* What needs to be done *
Copy every record that follows, word for word.

*** Opening of Source material ***

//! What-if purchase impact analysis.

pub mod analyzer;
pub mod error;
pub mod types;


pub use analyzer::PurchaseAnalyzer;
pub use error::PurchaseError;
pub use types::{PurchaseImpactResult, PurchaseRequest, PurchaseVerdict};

*** Close of Source material ***

* Response for this exercise *
//! What-if purchase impact analysis.

pub mod analyzer;
pub mod error;
pub mod types;


pub use analyzer::PurchaseAnalyzer;
pub use error::PurchaseError;
pub use types::{PurchaseImpactResult, PurchaseRequest, PurchaseVerdict};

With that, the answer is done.